### Required action:
From the first line of the entries below, reproduce everything exactly through the line with "(dopuszcza przecinek dziesiętny).", and nothing more.

= = = = = = =

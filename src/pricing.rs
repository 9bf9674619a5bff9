// src/pricing.rs

use std::str::FromStr;

use rust_decimal::prelude::ToPrimitive;
use rust_decimal::{Decimal, RoundingStrategy};

use crate::errors::HubError;

const HUNDRED: Decimal = Decimal::ONE_HUNDRED;

/// Cena sprzedaży = MRP * (100 - rabat) / 100, zaokrąglona "połówkę w górę"
/// do 2 miejsc po przecinku.
pub fn selling_price(mrp: Decimal, discount_percent: Decimal) -> Decimal {
    let mut price = (mrp * (HUNDRED - discount_percent) / HUNDRED)
        .round_dp_with_strategy(2, RoundingStrategy::MidpointAwayFromZero);
    price.rescale(2);
    price
}

/// Parsuje kwotę wpisaną przez użytkownika (dopuszcza przecinek dziesiętny).
pub fn parse_amount(field: &str, text: &str) -> Result<Decimal, HubError> {
    let value = parse_decimal(field, text)?;
    if value.is_sign_negative() {
        return Err(HubError::invalid_field(field, "kwota nie może być ujemna"));
    }
    Ok(value)
}

/// Parsuje rabat procentowy z przedziału 0-100.
pub fn parse_discount(field: &str, text: &str) -> Result<Decimal, HubError> {
    if text.trim().is_empty() {
        return Ok(Decimal::ZERO);
    }
    let value = parse_decimal(field, text)?;
    if value < Decimal::ZERO || value > HUNDRED {
        return Err(HubError::invalid_field(field, "rabat musi mieścić się w 0-100"));
    }
    Ok(value)
}

fn parse_decimal(field: &str, text: &str) -> Result<Decimal, HubError> {
    let normalized = text.trim().replace(',', ".");
    if normalized.is_empty() {
        return Err(HubError::invalid_field(field, "pole jest wymagane"));
    }
    Decimal::from_str(&normalized)
        .map_err(|_| HubError::invalid_field(field, "wartość musi być liczbą"))
}

pub fn to_f64(value: Decimal) -> f64 {
    value.to_f64().unwrap_or_default()
}

#[cfg(test)]
mod tests {
    use super::*;

    fn dec(s: &str) -> Decimal {
        Decimal::from_str(s).unwrap()
    }

    #[test]
    fn ten_percent_off_one_thousand() {
        let price = selling_price(dec("1000"), dec("10"));
        assert_eq!(price, dec("900.00"));
        assert_eq!(price.to_string(), "900.00");
    }

    #[test]
    fn thirty_three_percent_off_999_99() {
        assert_eq!(selling_price(dec("999.99"), dec("33")), dec("669.99"));
    }

    #[test]
    fn rounds_half_up() {
        // 0.05 * 0.5 = 0.025 -> 0.03
        assert_eq!(selling_price(dec("0.05"), dec("50")), dec("0.03"));
        assert_eq!(selling_price(dec("19.99"), dec("0")), dec("19.99"));
    }

    #[test]
    fn rejects_malformed_input_before_any_request() {
        assert!(matches!(
            parse_amount("mrp", "12a"),
            Err(HubError::InvalidField { ref field, .. }) if field == "mrp"
        ));
        assert!(parse_amount("mrp", "  ").is_err());
        assert!(parse_amount("mrp", "-5").is_err());
        assert_eq!(parse_amount("mrp", " 12,50 ").unwrap(), dec("12.50"));

        assert!(parse_discount("discount", "101").is_err());
        assert_eq!(parse_discount("discount", "").unwrap(), Decimal::ZERO);
    }
}
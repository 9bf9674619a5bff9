// src/models.rs
use chrono::{DateTime, Utc};
use serde::{Deserialize, Serialize};
use strum_macros::{AsRefStr, Display, EnumIter, EnumString};
use validator::Validate;

#[derive(
    Debug,
    Clone,
    Copy,
    Serialize,
    Deserialize,
    PartialEq,
    Eq,
    Hash,
    EnumString,
    Display,
    EnumIter,
    AsRefStr,
)]
#[serde(rename_all = "lowercase")]
#[strum(serialize_all = "lowercase", ascii_case_insensitive)]
pub enum ProductStatus {
    Draft,
    Live,
    Archived,
    Rejected,
}

#[derive(Debug, Clone, Serialize, Deserialize, PartialEq)]
pub struct Product {
    pub id: i64,
    pub sku: String,
    pub name: String,
    #[serde(default)]
    pub description: Option<String>,
    pub category: String,
    #[serde(default)]
    pub tags: Vec<String>,
    pub mrp: f64,
    #[serde(default)]
    pub discount: f64,
    #[serde(default)]
    pub selling_price: f64,
    #[serde(default)]
    pub in_stock: bool,
    #[serde(default)]
    pub stock_quantity: Option<i64>,
    pub status: ProductStatus,
    #[serde(default)]
    pub box_number: Option<String>,
    #[serde(default)]
    pub flagged: bool,
    #[serde(default)]
    pub images: Vec<String>,
    #[serde(default)]
    pub created_at: Option<DateTime<Utc>>,
    #[serde(default)]
    pub updated_at: Option<DateTime<Utc>>,
}

#[derive(Debug, Clone, Serialize, Deserialize, PartialEq)]
pub struct Category {
    pub id: i64,
    pub name: String,
    #[serde(default)]
    pub description: Option<String>,
    #[serde(default)]
    pub product_count: Option<i64>,
}

#[derive(Debug, Clone, Serialize, Deserialize, PartialEq)]
pub struct Prompt {
    pub id: i64,
    pub name: String,
    pub text: String,
    #[serde(default)]
    pub category: Option<String>,
    #[serde(default)]
    pub is_active: bool,
}

/// Katalog PDF generowany po stronie serwera.
#[derive(Debug, Clone, Serialize, Deserialize, PartialEq)]
pub struct Catalog {
    pub id: i64,
    pub name: String,
    #[serde(default)]
    pub pdf_url: Option<String>,
    #[serde(default)]
    pub product_count: Option<i64>,
    #[serde(default)]
    pub status: Option<String>,
    #[serde(default)]
    pub updated_at: Option<DateTime<Utc>>,
}

/// Zamówienie ze sklepu (kwoty przychodzą jako tekst).
#[derive(Debug, Clone, Serialize, Deserialize, PartialEq)]
pub struct Order {
    pub id: i64,
    pub name: String,
    #[serde(default)]
    pub email: Option<String>,
    #[serde(default)]
    pub financial_status: Option<String>,
    #[serde(default)]
    pub fulfillment_status: Option<String>,
    pub total_price: String,
    #[serde(default)]
    pub currency: Option<String>,
    #[serde(default)]
    pub created_at: Option<DateTime<Utc>>,
    #[serde(default)]
    pub line_items: Vec<OrderLineItem>,
}

#[derive(Debug, Clone, Serialize, Deserialize, PartialEq)]
pub struct OrderLineItem {
    #[serde(default)]
    pub sku: Option<String>,
    pub title: String,
    pub quantity: i64,
    pub price: String,
}

/// Oferta z kanału Amazon.
#[derive(Debug, Clone, Serialize, Deserialize, PartialEq)]
pub struct ChannelListing {
    pub asin: String,
    pub sku: String,
    pub title: String,
    #[serde(default)]
    pub price: Option<f64>,
    #[serde(default)]
    pub quantity: Option<i64>,
    #[serde(default)]
    pub status: Option<String>,
    #[serde(default)]
    pub image_url: Option<String>,
}

/// Surowe zdjęcie czekające na klasyfikację.
#[derive(Debug, Clone, Serialize, Deserialize, PartialEq)]
pub struct RawImage {
    pub id: i64,
    pub url: String,
    #[serde(default)]
    pub filename: Option<String>,
    #[serde(default)]
    pub box_number: Option<String>,
    #[serde(default)]
    pub classified: bool,
    #[serde(default)]
    pub created_at: Option<DateTime<Utc>>,
}

// --- STRUKTURY PAYLOAD ---

#[derive(Debug, Clone, Serialize, Deserialize, Validate, PartialEq)]
pub struct CreateProductPayload {
    #[validate(length(min = 1, max = 64, message = "SKU jest wymagane"))]
    pub sku: String,

    #[validate(length(min = 1, max = 255, message = "Nazwa produktu jest wymagana"))]
    pub name: String,

    #[validate(length(min = 1, message = "Kategoria jest wymagana"))]
    pub category: String,

    #[serde(skip_serializing_if = "Option::is_none")]
    pub description: Option<String>,

    #[serde(default)]
    pub tags: Vec<String>,

    #[validate(range(min = 0.0, message = "Cena nie może być ujemna"))]
    pub mrp: f64,

    #[validate(range(min = 0.0, max = 100.0, message = "Rabat musi mieścić się w 0-100"))]
    pub discount: f64,

    pub selling_price: f64,

    #[validate(range(min = 0, message = "Stan magazynowy nie może być ujemny"))]
    pub stock_quantity: i64,

    #[serde(skip_serializing_if = "Option::is_none")]
    pub box_number: Option<String>,

    #[validate(length(min = 1, message = "Wymagane jest co najmniej jedno zdjęcie"))]
    pub images: Vec<String>,
}

#[derive(Debug, Clone, Serialize, Validate)]
pub struct BulkProductsPayload {
    #[validate(length(min = 1, message = "Lista produktów jest pusta"), nested)]
    pub products: Vec<CreateProductPayload>,
}

#[derive(Debug, Clone, Deserialize, PartialEq)]
pub struct BulkCreateResult {
    pub created: i64,
    #[serde(default)]
    pub failed: Vec<String>,
}

#[derive(Debug, Clone, Serialize)]
pub struct UpdateStatusPayload {
    pub status: ProductStatus,
}

#[derive(Debug, Clone, Serialize, Validate)]
pub struct UpdateStockPayload {
    pub in_stock: bool,
    #[serde(skip_serializing_if = "Option::is_none")]
    #[validate(range(min = 0, message = "Stan magazynowy nie może być ujemny"))]
    pub stock_quantity: Option<i64>,
}

#[derive(Debug, Clone, Serialize, Validate)]
pub struct CategoryPayload {
    #[validate(length(min = 1, max = 100, message = "Nazwa kategorii jest wymagana"))]
    pub name: String,
    #[serde(skip_serializing_if = "Option::is_none")]
    pub description: Option<String>,
}

#[derive(Debug, Clone, Serialize, Validate)]
pub struct PromptPayload {
    #[validate(length(min = 1, max = 100, message = "Nazwa promptu jest wymagana"))]
    pub name: String,
    #[validate(length(min = 1, message = "Treść promptu jest wymagana"))]
    pub text: String,
    #[serde(skip_serializing_if = "Option::is_none")]
    pub category: Option<String>,
    pub is_active: bool,
}

#[derive(Debug, Clone, Serialize, Validate)]
pub struct GenerateImagePayload {
    pub prompt_id: i64,
    #[serde(skip_serializing_if = "Option::is_none")]
    #[validate(url(message = "Niepoprawny adres zdjęcia źródłowego"))]
    pub source_image_url: Option<String>,
}

#[derive(Debug, Clone, Serialize, Deserialize)]
pub struct GeneratedImage {
    pub image_url: String,
}

#[derive(Debug, Clone, Serialize, Validate)]
pub struct PresignedUrlRequest {
    #[validate(length(min = 1, message = "Nazwa pliku jest wymagana"))]
    pub filename: String,
    #[validate(length(min = 1, message = "Typ zawartości jest wymagany"))]
    pub content_type: String,
}

#[derive(Debug, Clone, Serialize, Deserialize)]
pub struct PresignedUrlResponse {
    pub upload_url: String,
    pub public_url: String,
    #[serde(default)]
    pub expires_at: Option<DateTime<Utc>>,
    #[serde(default)]
    pub expires_in: Option<i64>,
}

#[cfg(test)]
mod tests {
    use super::*;
    use std::str::FromStr;
    use strum::IntoEnumIterator;

    #[test]
    fn product_status_parses_case_insensitively() {
        assert_eq!(ProductStatus::from_str("LIVE").unwrap(), ProductStatus::Live);
        assert_eq!(ProductStatus::Archived.to_string(), "archived");
        assert_eq!(
            serde_json::to_string(&ProductStatus::Draft).unwrap(),
            "\"draft\""
        );
    }

    #[test]
    fn every_status_matches_its_wire_form() {
        for status in ProductStatus::iter() {
            let wire = serde_json::to_value(status).unwrap();
            assert_eq!(wire.as_str(), Some(status.as_ref()));
            assert_eq!(ProductStatus::from_str(status.as_ref()).unwrap(), status);
        }
    }

    #[test]
    fn product_tolerates_missing_optional_fields() {
        let json = r#"{"id": 7, "sku": "SKU-7", "name": "Lampa", "category": "Dom",
                       "mrp": 120.5, "status": "live"}"#;
        let product: Product = serde_json::from_str(json).unwrap();
        assert_eq!(product.id, 7);
        assert!(!product.in_stock);
        assert!(product.tags.is_empty());
        assert_eq!(product.box_number, None);
    }

    #[test]
    fn bulk_payload_validates_each_product() {
        let bad = CreateProductPayload {
            sku: String::new(),
            name: "Kubek".to_string(),
            category: "Kuchnia".to_string(),
            description: None,
            tags: vec![],
            mrp: 10.0,
            discount: 0.0,
            selling_price: 10.0,
            stock_quantity: 1,
            box_number: None,
            images: vec!["https://cdn.example/kubek.jpg".to_string()],
        };
        let payload = BulkProductsPayload {
            products: vec![bad],
        };
        assert!(payload.validate().is_err());

        let empty = BulkProductsPayload { products: vec![] };
        assert!(empty.validate().is_err());
    }
}
use serde::{Deserialize, Serialize};
use std::path::PathBuf;
use tracing::{debug, info};

use crate::hash::HashAlgorithm;

/// Stable application id sent with authorization requests, so repeated grants are
/// recognised as the same client by the site.
pub const DEFAULT_APP_UUID: &str = "80adaaed-dce3-48bc-aa36-a502483beac9";
pub const DEFAULT_APP_NAME: &str = "press-sync";
pub const DEFAULT_PAGE_SIZE: u32 = 10;
pub const DEFAULT_MAX_PAGES: u32 = 1000;

#[derive(Debug, Clone, Serialize, Deserialize)]
pub struct Config {
    pub site: SiteConfig,
    #[serde(default)]
    pub content: ContentConfig,
}

impl Config {
    pub fn trace_loaded(&self) {
        info!(
            host = %self.site.host,
            posts_dir = ?self.content.posts_dir,
            media_dir = ?self.content.media_dir,
            "Loaded Config"
        );
        debug!(?self, "Config loaded (full debug)");
    }
}

/// Where the site lives and how the client identifies itself. No secrets here:
/// credentials are injected separately.
#[derive(Debug, Clone, Serialize, Deserialize)]
pub struct SiteConfig {
    pub host: String,
    #[serde(default = "default_app_name")]
    pub app_name: String,
    #[serde(default = "default_app_uuid")]
    pub app_uuid: String,
    /// Extra diagnostics for lookups (missing slugs, duplicate matches).
    #[serde(default)]
    pub debug: bool,
    #[serde(default = "default_page_size")]
    pub page_size: u32,
    /// Safety cap on paged listings.
    #[serde(default = "default_max_pages")]
    pub max_pages: u32,
    #[serde(default)]
    pub hash_algorithm: HashAlgorithm,
}

impl SiteConfig {
    pub fn new(host: impl Into<String>) -> Self {
        Self {
            host: host.into(),
            app_name: default_app_name(),
            app_uuid: default_app_uuid(),
            debug: false,
            page_size: DEFAULT_PAGE_SIZE,
            max_pages: DEFAULT_MAX_PAGES,
            hash_algorithm: HashAlgorithm::default(),
        }
    }
}

#[derive(Debug, Clone, Default, Serialize, Deserialize)]
pub struct ContentConfig {
    /// Directory of markdown posts to publish.
    pub posts_dir: Option<PathBuf>,
    /// Base directory for media files named by the remote.
    pub media_dir: Option<PathBuf>,
}

fn default_app_name() -> String {
    DEFAULT_APP_NAME.to_string()
}

fn default_app_uuid() -> String {
    DEFAULT_APP_UUID.to_string()
}

fn default_page_size() -> u32 {
    DEFAULT_PAGE_SIZE
}

fn default_max_pages() -> u32 {
    DEFAULT_MAX_PAGES
}
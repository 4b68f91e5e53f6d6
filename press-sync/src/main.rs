use anyhow::Result;
use clap::Parser;
use press_sync::cli::{run, Cli};
use tracing_subscriber::EnvFilter;

#[tokio::main]
async fn main() -> Result<()> {
    // Load environment
    dotenvy::dotenv().ok();

    // Logs go to stderr so stdout stays clean for command output.
    let filter = EnvFilter::try_from_default_env().unwrap_or_else(|_| EnvFilter::new("info"));
    tracing_subscriber::fmt()
        .with_env_filter(filter)
        .with_writer(std::io::stderr)
        .init();
    tracing::info!("CLI application startup: tracing initialised, environment loaded");

    let cli = Cli::parse();
    let result = run(cli).await;
    match &result {
        Ok(_) => tracing::info!("CLI completed successfully"),
        Err(e) => tracing::error!(error = %e, "CLI exited with error"),
    }
    result
}
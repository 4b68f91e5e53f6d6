//! Streaming file downloads.
//!
//! Bytes are written chunk by chunk into a scratch file next to the destination, owned
//! by a [`PartialFile`] guard. Only a committed guard replaces the destination, so a
//! failed download leaves neither a truncated artifact nor a damaged earlier copy.

use std::fs;
use std::io::Write;
use std::path::{Path, PathBuf};

use tempfile::NamedTempFile;
use tracing::{debug, error, info, warn};

use crate::error::{Result, WpError};

/// Bounds and tolerances for a single download.
#[derive(Debug, Clone, Default)]
pub struct DownloadOptions {
    /// Abort once the body grows past this many bytes.
    pub max_bytes: Option<u64>,
    /// Non-2xx statuses that mean "nothing to fetch" rather than failure.
    pub allowed_statuses: Vec<u16>,
}

impl DownloadOptions {
    pub fn with_max_bytes(mut self, max_bytes: u64) -> Self {
        self.max_bytes = Some(max_bytes);
        self
    }

    pub fn allow_status(mut self, status: u16) -> Self {
        self.allowed_statuses.push(status);
        self
    }

    pub fn allows(&self, status: u16) -> bool {
        self.allowed_statuses.contains(&status)
    }
}

/// Scratch file that becomes `dest` on [`PartialFile::commit`] and is discarded otherwise.
///
/// The scratch file lives in the destination's directory so the final rename never
/// crosses file systems.
#[derive(Debug)]
pub struct PartialFile {
    dest: PathBuf,
    file: Option<NamedTempFile>,
    written: u64,
}

impl PartialFile {
    pub fn create(dest: &Path) -> Result<Self> {
        let parent = match dest.parent() {
            Some(parent) if !parent.as_os_str().is_empty() => parent,
            _ => Path::new("."),
        };
        fs::create_dir_all(parent)?;
        let file = tempfile::Builder::new()
            .prefix(".press-sync-")
            .suffix(".part")
            .tempfile_in(parent)?;
        Ok(Self {
            dest: dest.to_path_buf(),
            file: Some(file),
            written: 0,
        })
    }

    pub fn write_chunk(&mut self, chunk: &[u8]) -> Result<()> {
        match self.file.as_mut() {
            Some(file) => {
                file.write_all(chunk)?;
                self.written += chunk.len() as u64;
                Ok(())
            }
            None => Err(WpError::Io(std::io::Error::new(
                std::io::ErrorKind::Other,
                "write after commit",
            ))),
        }
    }

    pub fn written(&self) -> u64 {
        self.written
    }

    /// Flushes the scratch file and moves it over the destination.
    pub fn commit(mut self) -> Result<PathBuf> {
        if let Some(mut file) = self.file.take() {
            file.flush()?;
            file.as_file().sync_all()?;
            file.persist(&self.dest).map_err(|e| WpError::Io(e.error))?;
        }
        Ok(std::mem::take(&mut self.dest))
    }
}

impl Drop for PartialFile {
    fn drop(&mut self) {
        if let Some(file) = self.file.take() {
            match file.close() {
                Ok(()) => warn!(dest = %self.dest.display(), "Discarded partial download"),
                Err(e) => error!(error = ?e, dest = %self.dest.display(), "Failed to remove partial download"),
            }
        }
    }
}

/// Streams the body of `response` into `dest`.
///
/// Returns `Ok(None)` when the response status is in `options.allowed_statuses`.
pub async fn stream_to_file(
    mut response: reqwest::Response,
    url: &str,
    dest: &Path,
    options: &DownloadOptions,
) -> Result<Option<PathBuf>> {
    let status = response.status();
    if !status.is_success() {
        if options.allows(status.as_u16()) {
            info!(url, status = status.as_u16(), "Download skipped on allowed status");
            return Ok(None);
        }
        let body = response.text().await.unwrap_or_default();
        error!(url, status = status.as_u16(), "Download failed");
        return Err(WpError::Api {
            status: status.as_u16(),
            body,
        });
    }

    if let (Some(max), Some(len)) = (options.max_bytes, response.content_length()) {
        if len > max {
            error!(url, content_length = len, max_bytes = max, "Download larger than allowed");
            return Err(WpError::DownloadTooLarge {
                url: url.to_string(),
                max_bytes: max,
            });
        }
    }

    let mut partial = PartialFile::create(dest)?;
    while let Some(chunk) = response.chunk().await? {
        partial.write_chunk(&chunk)?;
        if let Some(max) = options.max_bytes {
            if partial.written() > max {
                error!(url, written = partial.written(), max_bytes = max, "Download exceeded size bound");
                return Err(WpError::DownloadTooLarge {
                    url: url.to_string(),
                    max_bytes: max,
                });
            }
        }
    }
    let written = partial.written();
    let path = partial.commit()?;
    debug!(url, path = %path.display(), bytes = written, "Download complete");
    Ok(Some(path))
}
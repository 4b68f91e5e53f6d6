//! Categories and tags: listing and name-to-id resolution.
//!
//! Both collections share one shape, so a single proxy is parameterised by
//! [`TaxonomyKind`]. Listings are cached on the API session; terms created through
//! [`TaxonomyProxy::resolve_ids`] are added to that cache so later resolutions in the
//! same session see them.

use std::collections::{BTreeMap, BTreeSet};
use std::fmt;

use serde::{Deserialize, Serialize};
use serde_json::{json, Value};
use tracing::{debug, error, info};

use crate::client::WordPressApi;
use crate::error::{Result, WpError};

#[derive(Debug, Clone, Copy, PartialEq, Eq, Hash, Serialize, Deserialize)]
#[serde(rename_all = "lowercase")]
pub enum TaxonomyKind {
    Categories,
    Tags,
}

impl TaxonomyKind {
    pub fn endpoint(&self) -> &'static str {
        match self {
            TaxonomyKind::Categories => "wp/v2/categories",
            TaxonomyKind::Tags => "wp/v2/tags",
        }
    }
}

impl fmt::Display for TaxonomyKind {
    fn fmt(&self, f: &mut fmt::Formatter<'_>) -> fmt::Result {
        match self {
            TaxonomyKind::Categories => write!(f, "categories"),
            TaxonomyKind::Tags => write!(f, "tags"),
        }
    }
}

#[derive(Debug, Clone, PartialEq, Eq, Serialize, Deserialize)]
pub struct TaxonomyTerm {
    pub id: u64,
    pub name: String,
    #[serde(default)]
    pub slug: String,
    #[serde(default)]
    pub description: String,
}

impl TaxonomyTerm {
    fn from_value(value: Value) -> Result<Self> {
        Ok(serde_json::from_value(value)?)
    }
}

pub struct TaxonomyProxy<'a> {
    api: &'a WordPressApi,
    kind: TaxonomyKind,
}

impl<'a> TaxonomyProxy<'a> {
    pub fn new(api: &'a WordPressApi, kind: TaxonomyKind) -> Self {
        Self { api, kind }
    }

    pub fn kind(&self) -> TaxonomyKind {
        self.kind
    }

    /// Drains the whole remote collection and refreshes the session cache.
    pub async fn list_all(&self) -> Result<BTreeMap<u64, TaxonomyTerm>> {
        let values = self.api.paged_all(self.kind.endpoint(), Vec::new()).await?;
        let mut terms = BTreeMap::new();
        for value in values {
            let term = TaxonomyTerm::from_value(value)?;
            terms.insert(term.id, term);
        }
        debug!(kind = %self.kind, count = terms.len(), "Listed taxonomy terms");
        self.api.store_terms(self.kind, terms.clone());
        Ok(terms)
    }

    async fn known_terms(&self) -> Result<BTreeMap<u64, TaxonomyTerm>> {
        match self.api.cached_terms(self.kind) {
            Some(terms) => Ok(terms),
            None => self.list_all().await,
        }
    }

    /// Maps human-readable names to ids, matching case-insensitively.
    ///
    /// Names differing only by case count as one. Remote names arrive HTML-escaped
    /// (`Rock &amp; Roll`) and are compared after decoding. Unmatched names are created when
    /// `create_if_missing` is set; otherwise the call fails with [`WpError::NotFound`]
    /// listing every missing name.
    pub async fn resolve_ids<I, S>(&self, names: I, create_if_missing: bool) -> Result<BTreeSet<u64>>
    where
        I: IntoIterator<Item = S>,
        S: AsRef<str>,
    {
        // lowercase key -> first spelling seen
        let mut wanted: BTreeMap<String, String> = BTreeMap::new();
        for name in names {
            let name = name.as_ref().trim();
            if name.is_empty() {
                continue;
            }
            wanted
                .entry(decode_entities(name).to_lowercase())
                .or_insert_with(|| name.to_string());
        }

        let mut ids = BTreeSet::new();
        if wanted.is_empty() {
            return Ok(ids);
        }

        for (id, term) in self.known_terms().await? {
            if wanted.remove(&decode_entities(&term.name).to_lowercase()).is_some() {
                ids.insert(id);
            }
        }

        if wanted.is_empty() {
            return Ok(ids);
        }

        if !create_if_missing {
            let missing: Vec<String> = wanted.into_values().collect();
            error!(kind = %self.kind, ?missing, "Taxonomy terms not found");
            return Err(WpError::not_found(self.kind.to_string(), missing));
        }

        for name in wanted.into_values() {
            let term = self.create(&name).await?;
            ids.insert(term.id);
        }
        Ok(ids)
    }

    /// Creates one term remotely and records it in the session cache.
    pub async fn create(&self, name: &str) -> Result<TaxonomyTerm> {
        let created = self
            .api
            .post_json(self.kind.endpoint(), &json!({ "name": name }))
            .await?;
        let term = TaxonomyTerm::from_value(created)?;
        info!(kind = %self.kind, id = term.id, name = %term.name, "Created taxonomy term");
        self.api.remember_term(self.kind, term.clone());
        Ok(term)
    }
}

/// Decodes the character references WordPress applies to term names.
fn decode_entities(text: &str) -> String {
    let mut out = String::with_capacity(text.len());
    let mut rest = text;
    while let Some(start) = rest.find('&') {
        out.push_str(&rest[..start]);
        rest = &rest[start..];
        let decoded = rest.find(';').and_then(|end| {
            let ch = match &rest[1..end] {
                "amp" => Some('&'),
                "lt" => Some('<'),
                "gt" => Some('>'),
                "quot" => Some('"'),
                "apos" => Some('\''),
                "nbsp" => Some('\u{a0}'),
                entity => entity.strip_prefix('#').and_then(|num| {
                    let code = match num.strip_prefix(['x', 'X']) {
                        Some(hex) => u32::from_str_radix(hex, 16).ok(),
                        None => num.parse().ok(),
                    };
                    code.and_then(char::from_u32)
                }),
            };
            ch.map(|ch| (ch, end))
        });
        match decoded {
            Some((ch, end)) => {
                out.push(ch);
                rest = &rest[end + 1..];
            }
            None => {
                out.push('&');
                rest = &rest[1..];
            }
        }
    }
    out.push_str(rest);
    out
}

#[cfg(test)]
mod tests {
    use super::decode_entities;

    #[test]
    fn decodes_named_and_numeric_references() {
        assert_eq!(decode_entities("Rock &amp; Roll"), "Rock & Roll");
        assert_eq!(decode_entities("Editor&#8217;s &#x27;picks&#039;"), "Editor\u{2019}s 'picks'");
        assert_eq!(decode_entities("&lt;b&gt; &quot;x&quot;"), "<b> \"x\"");
    }

    #[test]
    fn leaves_plain_and_unknown_text_alone() {
        assert_eq!(decode_entities("Travel"), "Travel");
        assert_eq!(decode_entities("Q&A"), "Q&A");
        assert_eq!(decode_entities("&bogus; & more"), "&bogus; & more");
    }
}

= = = = = = =

### Written response:
filename src/pricing.rs
repository 9bf9674619a5bff9
// src/pricing.rs

use std::str::FromStr;

use rust_decimal::prelude::ToPrimitive;
use rust_decimal::{Decimal, RoundingStrategy};

use crate::errors::HubError;

const HUNDRED: Decimal = Decimal::ONE_HUNDRED;

/// Cena sprzedaży = MRP * (100 - rabat) / 100, zaokrąglona "połówkę w górę"
/// do 2 miejsc po przecinku.
pub fn selling_price(mrp: Decimal, discount_percent: Decimal) -> Decimal {
    let mut price = (mrp * (HUNDRED - discount_percent) / HUNDRED)
        .round_dp_with_strategy(2, RoundingStrategy::MidpointAwayFromZero);
    price.rescale(2);
    price
}

/// Parsuje kwotę wpisaną przez użytkownika (dopuszcza przecinek dziesiętny).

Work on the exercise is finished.